The Center for Alexandria’s Children, a pubic-private partnership focused on the elimination of child abuse in the City of Alexandria, rolled out the red carpet for the inaugural Oscar Night Gala benefit held at Belle Haven Country Club February 25.

The stars of the evening were the recipients of the CAC’s highest honors: Laurie Meyer, an Alexandria Community Services Board team leader, and Peyton Jones, the Alexandria police department’s youth services coordinator, each received the first Outstanding Dedication to Alexandria’s Children award.

Retired district court judge Stephen W. Rideout, a long-time advocate for children throughout his career, was presented with the first Champion for Children award.

“The Center for Alexandria’s Children is thrilled at the success of our inaugural Oscar Night event and the number of community members who joined us to celebrate the children in our community and the individuals who work with them,” said CAC Executive Director Giselle Pelaez. “I believe that the event served as a great introduction to many of the attendees on the work that we do within the community to protect children and strengthen families.”

Among the 225 attendees at the Academy Award-themed event, which raised more than $75,000 for the CAC, were Rep. Jim Moran (D-8), Mayor Bill Euille, City Councilmen Paul Smedburg and Frank Fannon and Alexandria Police Chief Earl Cook.

Choral Society raises funds for childhood brain cancer research

The Alexandria Choral Society, now celebrating its 40th year in the community, raised more than $20,000 during the inaugural Annual Gift of Giving benefit held February 20 at Belle Haven Country Club. 

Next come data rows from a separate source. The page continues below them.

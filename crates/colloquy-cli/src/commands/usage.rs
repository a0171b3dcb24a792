//! Token usage report

use colloquy_agent::ChatSession;
use colloquy_ai::{Provider, UsageRecord};

use super::CommandResult;

pub struct UsageCommand;

impl UsageCommand {
    pub fn execute(session: &ChatSession) -> CommandResult {
        let usage = session.usage();
        let mut lines = vec![format!(
            "{:<12} {:<9} {:>10} {:>10} {:>10}",
            "Provider", "Scope", "Prompt", "Reply", "Total"
        )];

        for provider in Provider::all() {
            let scopes = [
                ("last", usage.last_request(provider)),
                ("session", usage.session(provider)),
                ("lifetime", usage.lifetime(provider)),
            ];
            for (scope, record) in scopes {
                lines.push(Self::row(provider, scope, &record));
            }
        }

        CommandResult::Message(lines.join("\n"))
    }

    fn row(provider: Provider, scope: &str, record: &UsageRecord) -> String {
        format!(
            "{:<12} {:<9} {:>10} {:>10} {:>10}",
            provider.name(),
            scope,
            record.prompt_tokens,
            record.completion_tokens,
            record.total_tokens
        )
    }
}
//! Slash command handling

mod model;
mod policy;
mod usage;

pub use model::ModelCommand;
pub use policy::PolicyCommand;
pub use usage::UsageCommand;

use colloquy_agent::{ChatSession, CompressionPolicy};
use colloquy_ai::{Provider, ResponseFormat};

/// Result of executing a command
#[derive(Debug, Clone, PartialEq)]
pub enum CommandResult {
    /// Display a message to the user
    Message(String),
    /// Clear the conversation
    Clear,
    /// Zero the session usage of the current provider
    ResetUsage,
    SetPolicy(CompressionPolicy),
    SetStrict(bool),
    SetStream(bool),
    SetFormat(ResponseFormat),
    SetProvider(Provider),
    SetModel(String),
    /// Exit the application
    Exit,
}

/// Try to execute a slash command. Returns `None` for plain chat input.
pub fn execute_command(input: &str, session: &ChatSession) -> Option<CommandResult> {
    let input = input.trim();
    if !input.starts_with('/') {
        return None;
    }

    let parts: Vec<&str> = input[1..].splitn(2, ' ').collect();
    let cmd = parts[0].to_lowercase();
    let args = parts.get(1).map(|s| s.trim()).unwrap_or("");

    let config = session.config();
    let result = match cmd.as_str() {
        "help" | "h" | "?" => CommandResult::Message(help_message()),
        "clear" => CommandResult::Clear,
        "usage" => UsageCommand::execute(session),
        "reset-usage" => CommandResult::ResetUsage,
        "policy" => PolicyCommand::execute(args, session.policy()),
        "strict" => toggle(args, "Strict mode", config.strict_mode, CommandResult::SetStrict),
        "stream" => toggle(args, "Streaming", config.use_streaming, CommandResult::SetStream),
        "format" => format_command(args, config.format),
        "provider" => provider_command(args, session),
        "model" => ModelCommand::execute(args, config.provider, &config.model),
        "summaries" => summaries_message(session),
        "context" => context_message(session),
        "quit" | "exit" | "q" => CommandResult::Exit,
        _ => CommandResult::Message(format!(
            "Unknown command: /{}. Type /help for available commands.",
            cmd
        )),
    };

    Some(result)
}

/// Parse an on/off argument; no argument flips the current value
fn toggle(
    args: &str,
    label: &str,
    current: bool,
    set: fn(bool) -> CommandResult,
) -> CommandResult {
    match args.to_lowercase().as_str() {
        "" => set(!current),
        "on" | "true" | "1" | "yes" => set(true),
        "off" | "false" | "0" | "no" => set(false),
        other => CommandResult::Message(format!(
            "{}: expected on or off, got '{}'",
            label, other
        )),
    }
}

fn format_command(args: &str, current: ResponseFormat) -> CommandResult {
    match args.to_lowercase().as_str() {
        "" => CommandResult::Message(format!(
            "Reply format: {}\nUsage: /format <text|json>",
            format_name(current)
        )),
        "text" => CommandResult::SetFormat(ResponseFormat::Text),
        "json" => CommandResult::SetFormat(ResponseFormat::Json),
        other => CommandResult::Message(format!("Unknown format: {}", other)),
    }
}

pub fn format_name(format: ResponseFormat) -> &'static str {
    match format {
        ResponseFormat::Text => "text",
        ResponseFormat::Json => "json",
    }
}

fn provider_command(args: &str, session: &ChatSession) -> CommandResult {
    if args.is_empty() {
        let mut lines = vec![format!("Provider: {}", session.config().provider)];
        lines.push(String::new());
        lines.push("Available:".to_string());
        for provider in session.available_providers() {
            let marker = if provider == session.config().provider { "*" } else { " " };
            lines.push(format!("  {} {:<10} {}", marker, provider.id(), provider.name()));
        }
        return CommandResult::Message(lines.join("\n"));
    }

    match args.parse::<Provider>() {
        Ok(provider) => CommandResult::SetProvider(provider),
        Err(e) => CommandResult::Message(e),
    }
}

fn summaries_message(session: &ChatSession) -> CommandResult {
    let summaries = session.summaries();
    if summaries.is_empty() {
        return CommandResult::Message("No summaries yet.".to_string());
    }

    let mut lines = vec![format!(
        "{} summaries covering the first {} messages:",
        summaries.len(),
        session.compressed_through()
    )];
    for (i, summary) in summaries.iter().enumerate() {
        lines.push(String::new());
        lines.push(format!(
            "[{}] {} messages, {}",
            i + 1,
            summary.original_message_count,
            summary.created_at.format("%Y-%m-%d %H:%M")
        ));
        lines.push(summary.content.clone());
    }
    CommandResult::Message(lines.join("\n"))
}

fn context_message(session: &ChatSession) -> CommandResult {
    let context = session.context();
    let conversation = session.conversation();
    let mut lines = vec![format!(
        "Next request carries {} of {} messages (policy: {}, {} not yet summarized)",
        context.len(),
        conversation.messages.len(),
        session.policy(),
        conversation.uncompressed_count()
    )];
    for message in &context {
        let preview: String = message.content.chars().take(60).collect();
        let ellipsis = if message.content.chars().count() > 60 { "..." } else { "" };
        lines.push(format!(
            "  {:<9} {}{}",
            message.role.as_str(),
            preview.replace('\n', " "),
            ellipsis
        ));
    }
    CommandResult::Message(lines.join("\n"))
}

/// Generate help message
pub fn help_message() -> String {
    r#"Available commands:
  /help              Show this help message
  /clear             Clear the conversation (usage totals are kept)
  /usage             Show token usage for every provider
  /reset-usage       Zero the session usage of the current provider
  /policy [p]        Show or set history compression (none, truncate, summarize)
  /strict [on|off]   Toggle very short, bulleted answers
  /stream [on|off]   Toggle streamed replies
  /format [f]        Show or set the reply format (text, json)
  /provider [name]   Show or switch provider (gigachat, yandex)
  /model [name]      Show or set the model
  /summaries         Show stored summaries of older messages
  /context           Preview what the next request will send
  /quit              Exit"#
        .to_string()
}
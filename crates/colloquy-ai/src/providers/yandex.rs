//! YandexGPT foundation models provider (blocking completions only)

use async_trait::async_trait;
use serde::{Deserialize, Serialize};

use super::{ChatTransport, check_status, get_secret};
use crate::{
    error::{Error, Result},
    types::{ChatResponse, Message, Provider, RequestOptions, Role, UsageRecord},
};

pub const DEFAULT_BASE_URL: &str = "https://llm.api.cloud.yandex.net/foundationModels/v1";

/// Connection settings for YandexGPT
#[derive(Debug, Clone)]
pub struct YandexConfig {
    pub api_key: String,
    /// Cloud folder the model URI is resolved against
    pub folder_id: String,
    pub base_url: String,
}

impl YandexConfig {
    pub fn new(api_key: impl Into<String>, folder_id: impl Into<String>) -> Self {
        Self {
            api_key: api_key.into(),
            folder_id: folder_id.into(),
            base_url: DEFAULT_BASE_URL.to_string(),
        }
    }

    /// Create from `YANDEX_API_KEY` and (optionally) `YANDEX_FOLDER_ID`
    pub fn from_env() -> Result<Self> {
        let api_key = get_secret(None, "YANDEX_API_KEY")?;
        let folder_id = std::env::var("YANDEX_FOLDER_ID").unwrap_or_default();
        Ok(Self::new(api_key, folder_id))
    }

    pub fn with_base_url(mut self, base_url: impl Into<String>) -> Self {
        self.base_url = base_url.into().trim_end_matches('/').to_string();
        self
    }

    /// Resolve a model name into a `gpt://` URI. Full URIs pass through.
    pub fn model_uri(&self, model: &str) -> String {
        if model.starts_with("gpt://") {
            return model.to_string();
        }
        let model = if model.is_empty() {
            Provider::Yandex.default_model()
        } else {
            model
        };
        format!("gpt://{}/{}", self.folder_id, model)
    }
}

/// YandexGPT API client
pub struct YandexProvider {
    client: reqwest::Client,
    config: YandexConfig,
}

impl YandexProvider {
    pub fn new(config: YandexConfig) -> Self {
        Self {
            client: reqwest::Client::new(),
            config,
        }
    }

    /// Create from environment variables
    pub fn from_env() -> Result<Self> {
        Ok(Self::new(YandexConfig::from_env()?))
    }

    fn build_request(&self, messages: &[Message], options: &RequestOptions) -> YandexRequest {
        YandexRequest {
            model_uri: self.config.model_uri(&options.model),
            completion_options: CompletionOptions {
                stream: false,
                temperature: options.temperature,
                max_tokens: options.max_tokens,
            },
            messages: options
                .format
                .apply(messages)
                .into_iter()
                .map(|m| YandexMessage {
                    role: m.role,
                    text: m.content,
                })
                .collect(),
        }
    }
}

#[async_trait]
impl ChatTransport for YandexProvider {
    fn provider(&self) -> Provider {
        Provider::Yandex
    }

    async fn send(&self, messages: &[Message], options: &RequestOptions) -> Result<ChatResponse> {
        let request = self.build_request(messages, options);
        let url = format!("{}/completion", self.config.base_url);
        tracing::debug!("YandexGPT API URL: {}", url);

        let response = self
            .client
            .post(&url)
            .bearer_auth(&self.config.api_key)
            .json(&request)
            .send()
            .await?;
        let response = check_status(response).await?;
        let body = response.bytes().await?;
        parse_response(&body)
    }
}

fn parse_response(body: &[u8]) -> Result<ChatResponse> {
    let payload: YandexResponse = serde_json::from_slice(body)?;
    let result = payload.result;
    let message = result
        .alternatives
        .into_iter()
        .next()
        .map(|a| Message::new(a.message.role, a.message.text))
        .ok_or_else(|| Error::UnexpectedResponse("no alternatives in YandexGPT response".into()))?;

    let usage = result.usage;
    Ok(ChatResponse {
        message,
        usage: UsageRecord::new(
            usage.input_text_tokens.value(),
            usage.completion_tokens.value(),
            usage.total_tokens.value(),
        ),
    })
}

// Request/Response types

#[derive(Debug, Serialize)]
#[serde(rename_all = "camelCase")]
struct YandexRequest {
    model_uri: String,
    completion_options: CompletionOptions,
    messages: Vec<YandexMessage>,
}

#[derive(Debug, Serialize)]
#[serde(rename_all = "camelCase")]
struct CompletionOptions {
    stream: bool,
    temperature: f32,
    #[serde(skip_serializing_if = "Option::is_none")]
    max_tokens: Option<u32>,
}

#[derive(Debug, Serialize, Deserialize)]
struct YandexMessage {
    role: Role,
    text: String,
}

#[derive(Debug, Deserialize)]
struct YandexResponse {
    result: YandexResult,
}

#[derive(Debug, Deserialize)]
struct YandexResult {
    #[serde(default)]
    alternatives: Vec<YandexAlternative>,
    #[serde(default)]
    usage: YandexUsage,
}

#[derive(Debug, Deserialize)]
struct YandexAlternative {
    message: YandexMessage,
}

#[derive(Debug, Default, Deserialize)]
#[serde(rename_all = "camelCase")]
struct YandexUsage {
    #[serde(default)]
    input_text_tokens: TokenCount,
    #[serde(default)]
    completion_tokens: TokenCount,
    #[serde(default)]
    total_tokens: TokenCount,
}

/// Yandex reports counts as int64-in-a-string; accept plain numbers too.
#[derive(Debug, Deserialize)]
#[serde(untagged)]
enum TokenCount {
    Number(u64),
    Text(String),
}

impl Default for TokenCount {
    fn default() -> Self {
        TokenCount::Number(0)
    }
}

impl TokenCount {
    fn value(&self) -> u64 {
        match self {
            TokenCount::Number(n) => *n,
            TokenCount::Text(s) => s.trim().parse().unwrap_or(0),
        }
    }
}
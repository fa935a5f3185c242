//! Logging setup

use crate::config::LogConfig;
use tracing_subscriber::EnvFilter;

/// Install the global tracing subscriber.
///
/// `RUST_LOG` wins over the configured level. Calling this twice is harmless;
/// the second subscriber is ignored.
pub fn init_logging(config: &LogConfig) {
    let filter = EnvFilter::try_from_default_env()
        .or_else(|_| EnvFilter::try_new(&config.level))
        .unwrap_or_else(|_| EnvFilter::new("info"));

    let builder = tracing_subscriber::fmt().with_env_filter(filter);

    let _ = if config.format.eq_ignore_ascii_case("json") {
        builder.json().with_current_span(false).try_init()
    } else {
        builder.with_target(false).try_init()
    };
}
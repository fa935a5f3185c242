//! Error types for OpenQuery

use thiserror::Error;

/// Result type alias using OpenQuery's Error type
pub type Result<T> = std::result::Result<T, Error>;

/// Ways the generation engine can fail to produce a usable answer
#[derive(Error, Debug, Clone, PartialEq, Eq)]
pub enum GenerationFailure {
    /// The engine did not answer within the configured timeout
    #[error("generation timed out")]
    Timeout,

    /// The provider rejected the request after exhausting its retry policy
    #[error("generation rate limited: {0}")]
    RateLimited(String),

    /// The engine answered with no content
    #[error("generation returned an empty response")]
    EmptyResponse,

    /// The engine answered but no structured query could be isolated
    #[error("generation returned malformed output: {0}")]
    Malformed(String),

    /// Any other provider-side error
    #[error("generation provider error: {0}")]
    Provider(String),
}

/// Main error type for OpenQuery
#[derive(Error, Debug)]
pub enum Error {
    /// Configuration error
    #[error("Configuration error: {0}")]
    Config(String),

    /// Generation engine error
    #[error("Generation failed: {0}")]
    Generation(#[from] GenerationFailure),

    /// Database error
    #[error("Database error: {0}")]
    Database(#[from] sqlx::Error),

    /// Embedding model error
    #[error("Embedding error: {0}")]
    Embedding(String),

    /// A store collection was opened with a different embedding model than the one it was built with
    #[error("Embedding space mismatch for '{collection}': store holds {expected}, got {actual}")]
    EmbeddingSpaceMismatch {
        /// Collection name
        collection: String,
        /// Model identity recorded by the store
        expected: String,
        /// Model identity offered by the caller
        actual: String,
    },

    /// Similarity store error
    #[error("Similarity store error: {0}")]
    Store(String),

    /// Session does not exist
    #[error("Session not found: {0}")]
    SessionNotFound(String),

    /// HTTP request error
    #[error("HTTP error: {0}")]
    Http(#[from] reqwest::Error),

    /// JSON serialization/deserialization error
    #[error("JSON error: {0}")]
    Json(#[from] serde_json::Error),

    /// I/O error
    #[error("I/O error: {0}")]
    Io(#[from] std::io::Error),

    /// Invalid input
    #[error("Invalid input: {0}")]
    InvalidInput(String),

    /// Resource not found
    #[error("Not found: {0}")]
    NotFound(String),

    /// Generic internal error
    #[error("Internal error: {0}")]
    Internal(String),
}

impl Error {
    /// Message suitable for showing to the person who asked the question.
    ///
    /// Generation failures get an actionable hint instead of the raw internal error.
    pub fn user_message(&self) -> String {
        match self {
            Error::Generation(GenerationFailure::Timeout) => {
                "The query generator took too long to respond. Please try again in a moment."
                    .to_string()
            }
            Error::Generation(GenerationFailure::RateLimited(_)) => {
                "The query generator is busy right now. Please wait a few seconds and retry."
                    .to_string()
            }
            Error::Generation(_) => {
                "I couldn't produce a query for that question. Please retry or rephrase it, \
                 for example by naming the tables or columns you are interested in."
                    .to_string()
            }
            Error::InvalidInput(msg) | Error::Config(msg) => msg.clone(),
            Error::NotFound(what) => format!("{} no longer exists. Please ask again.", what),
            _ => "Something went wrong while answering. Please try again.".to_string(),
        }
    }
}

impl From<toml::de::Error> for Error {
    fn from(err: toml::de::Error) -> Self {
        Error::Config(err.to_string())
    }
}

#[cfg(test)]
mod tests {
    use super::*;

    #[test]
    fn test_generation_failures_have_actionable_messages() {
        let timeout = Error::from(GenerationFailure::Timeout);
        assert!(timeout.user_message().contains("try again"));

        let malformed = Error::from(GenerationFailure::Malformed("prose only".into()));
        let message = malformed.user_message();
        assert!(message.contains("rephrase"));
        assert!(!message.contains("prose only"));
    }

    #[test]
    fn test_input_errors_are_shown_verbatim() {
        let err = Error::InvalidInput("question must not be empty".into());
        assert_eq!(err.user_message(), "question must not be empty");
        assert!(Error::Store("disk full".into()).user_message().contains("try again"));
    }
}
//! Wire types for the OpenRouter chat completions API
//!
//! Only the fields the SQL generator reads are modelled; unknown fields are ignored.

use crate::core::Message;
use serde::{Deserialize, Serialize};

/// Body posted to `/chat/completions`
#[derive(Debug, Clone, Serialize)]
pub struct ChatCompletionRequest {
    pub model: String,
    pub messages: Vec<Message>,
    #[serde(skip_serializing_if = "Option::is_none")]
    pub max_tokens: Option<u32>,
    #[serde(skip_serializing_if = "Option::is_none")]
    pub temperature: Option<f32>,
    /// Always `false`; the SQL is only usable once complete
    #[serde(skip_serializing_if = "Option::is_none")]
    pub stream: Option<bool>,
}

/// Non-streaming completion
#[derive(Debug, Clone, Deserialize)]
pub struct ChatCompletionResponse {
    #[serde(default)]
    pub id: String,
    /// Model that actually answered (OpenRouter may route elsewhere)
    #[serde(default)]
    pub model: String,
    #[serde(default)]
    pub choices: Vec<Choice>,
    pub usage: Option<Usage>,
}

impl ChatCompletionResponse {
    /// Text of the first choice; `None` when absent or blank
    pub fn content(&self) -> Option<&str> {
        self.choices
            .first()
            .and_then(|c| c.message.content.as_deref())
            .filter(|text| !text.trim().is_empty())
    }
}

#[derive(Debug, Clone, Deserialize)]
pub struct Choice {
    pub message: ResponseMessage,
    /// `length` means the SQL was probably cut off
    pub finish_reason: Option<String>,
}

#[derive(Debug, Clone, Deserialize)]
pub struct ResponseMessage {
    pub content: Option<String>,
}

/// Token accounting reported by the provider
#[derive(Debug, Clone, Deserialize)]
pub struct Usage {
    pub prompt_tokens: u32,
    pub completion_tokens: u32,
    pub total_tokens: u32,
}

The funds will be donated to the Preston Robert Tisch Brain Tumor Center at Duke University in Durham, N.C. and designated for research on childhood brain cancer. Attendees to the event learned about advancements in the treatment of childhood brain tumors by Dr. Sri Gurrurangan, the director of pediatric clinical services at Duke University. Each year 13,000 children are diagnosed with cancer in the United States.